GroupDocs.Parser for .NET 20.3 Release Notes

Major Features

There are the following improvements in this release:

  • Improved the support of text structure extraction
  • Improved table of contents extraction API

Full List of Issues Covering all Changes in this Release

KeySummaryCategory
PARSERNET-1432Improve the support of text structure extractionImprovement
PARSERNET-1431Improve table of contents extraction APIImprovement

Public API and Backward Incompatible Changes

Improve table of contents extraction API

Description

This feature improves API of text extraction by table of contents items.

Public API changes

GroupDocs.Parser.Data.TocItem public class was updated with changes as follows:

  • Added ExtractText method
  • GetText method was marked as obsolete

Usage

The following example how to extract a text by the an item of table of contents:

// Create an instance of Parser class
using (Parser parser = new Parser(Constants.SampleDocxWithToc))
{
    // Get table of contents
    IEnumerable<TocItem> tocItems = parser.GetToc();
    // Check if toc extraction is supported
    if (tocItems == null)
    {
        Console.WriteLine("Table of contents extraction isn't supported");
    }
    // Iterate over items
    foreach (TocItem tocItem in tocItems)
    {
        // Print the text of the chapter
        using (TextReader reader = tocItem.ExtractText())
        {
            Console.WriteLine("----");
            Console.WriteLine(reader.ReadToEnd());
        }
    }
}

Improve the support of text structure extraction

Description

This feature adds text extraction from shapes, word art objects and text boxes for Microsoft Office formats.
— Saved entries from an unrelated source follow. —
//! Deterministic provider adapters.
//!
//! Both adapters synthesize symbol-seeded data instead of calling the network,
//! so identical requests always produce identical series.

mod polygon;
mod yahoo;

pub use polygon::PolygonAdapter;
pub use yahoo::YahooAdapter;

use crate::data_source::{HealthState, HealthStatus, SourceError};
use crate::throttling::Throttle;
use crate::{MarketKind, PricePoint, PriceSeries, ProviderId, Symbol, TradingDate};

const HEADLINE_TEMPLATES: [&str; 10] = [
    "{} surges on strong earnings",
    "Analysts raise price target for {}",
    "Market volatility impacts {}",
    "{} beats revenue expectations",
    "Investors cautious on {} outlook",
    "{} shares fall after weak guidance",
    "{} faces regulatory scrutiny",
    "{} announces exciting new product line",
    "{} stock hits record high",
    "Concerns grow over {} debt",
];

/// Rejects the call when forced health or the request budget says so.
fn admit(
    provider: ProviderId,
    health: HealthStatus,
    throttle: &Throttle,
) -> Result<(), SourceError> {
    if health.state == HealthState::Unhealthy {
        return Err(SourceError::unavailable(format!(
            "{provider} is unavailable"
        )));
    }
    if !health.rate_available {
        return Err(SourceError::rate_limited(format!(
            "{provider} reports its rate limit is exhausted"
        )));
    }
    throttle.acquire().map_err(|wait| {
        SourceError::rate_limited(format!(
            "{provider} request budget exhausted; retry in {}s",
            wait.as_secs().max(1)
        ))
    })
}

fn symbol_seed(symbol: &Symbol) -> u64 {
    symbol.as_str().bytes().fold(0_u64, |acc, byte| {
        acc.wrapping_mul(33).wrapping_add(u64::from(byte))
    })
}

/// Small LCG; only needs to be stable across runs.
fn next_noise(state: &mut u64) -> f64 {
    *state = state
        .wrapping_mul(6_364_136_223_846_793_005)
        .wrapping_add(1_442_695_040_888_963_407);
    ((*state >> 33) % 10_000) as f64 / 10_000.0 - 0.5
}

fn is_trading_day(symbol: &Symbol, date: TradingDate) -> bool {
    if symbol.market() == MarketKind::Crypto {
        return true;
    }
    !matches!(
        date.into_inner().weekday(),
        time::Weekday::Saturday | time::Weekday::Sunday
    )
}

/// Log-price step for one calendar day, in units of 1e-5.
///
/// Derived from the date alone, so the walk to any day is an exact integer
/// sum and does not depend on where the requested range begins.
fn log_step(seed: u64, date: TradingDate) -> i64 {
    let day = u64::from(date.into_inner().to_julian_day().unsigned_abs());
    let mut state = seed ^ day.wrapping_mul(0x9E37_79B9_7F4A_7C15);
    let noise = (next_noise(&mut state) * 4_000.0) as i64;
    let drift = ((seed % 7) as i64 - 2) * 60;
    drift + noise
}

/// Random-walk closes pinned to a fixed epoch price.
fn synthetic_series(
    symbol: &Symbol,
    range: crate::DateRange,
) -> Result<PriceSeries, SourceError> {
    let seed = symbol_seed(symbol);
    let epoch = TradingDate::from_calendar_date(2015, time::Month::January, 1)
        .map_err(|error| SourceError::internal(error.to_string()))?;
    let base = (20.0 + (seed % 400) as f64).ln();

    let mut date = epoch;
    let mut offset: i64 = 0;
    while date > range.start {
        offset -= log_step(seed, date);
        date = date.add_days(-1);
    }
    while date < range.start {
        date = date.add_days(1);
        offset += log_step(seed, date);
    }

    let mut points = Vec::new();
    loop {
        if is_trading_day(symbol, date) {
            let close = (base + offset as f64 * 1e-5).exp();
            let rounded = (close * 100.0).round() / 100.0;
            points.push(
                PricePoint::new(date, rounded.max(0.01))
                    .map_err(|error| SourceError::internal(error.to_string()))?,
            );
        }
        if date >= range.end {
            break;
        }
        date = date.add_days(1);
        offset += log_step(seed, date);
    }

    if points.is_empty() {
        return Err(SourceError::no_trading_days(symbol, range));
    }

    PriceSeries::new(symbol.clone(), points).map_err(|error| SourceError::internal(error.to_string()))
}

fn render_headline(template: &str, symbol: &Symbol) -> String {
    template.replacen("{}", symbol.as_str(), 1)
}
Also added hyperlink extraction for spreadsheets and presentations.

Public API changes

There are no changes in public API

Usage

The following example shows how to extract hyperlinks from the document:

// Create an instance of Parser class
using (Parser parser = new Parser(filePath))
{
    // Extract text structure to the XML reader
    using (XmlReader reader = parser.GetStructure())
    {
        // Check if text structure extraction is supported
        if (reader == null)
        {
            Console.WriteLine("Text structure extraction isn't supported.");
            return;
        }
 
        // Process the XML document
        // Read the XML document to search hyperlinks
        while (reader.Read())
        {
            // Check if this is a start element with "hyperlink" name
            if (reader.NodeType == XmlNodeType.Element && reader.IsStartElement() && reader.Name.ToLowerInvariant() == "hyperlink")
            {
                // Extract "link" attribute
                string value = reader.GetAttribute("link");
                if (value != null)
                {
                    Console.WriteLine(value);
                }
            }
        }
    }
}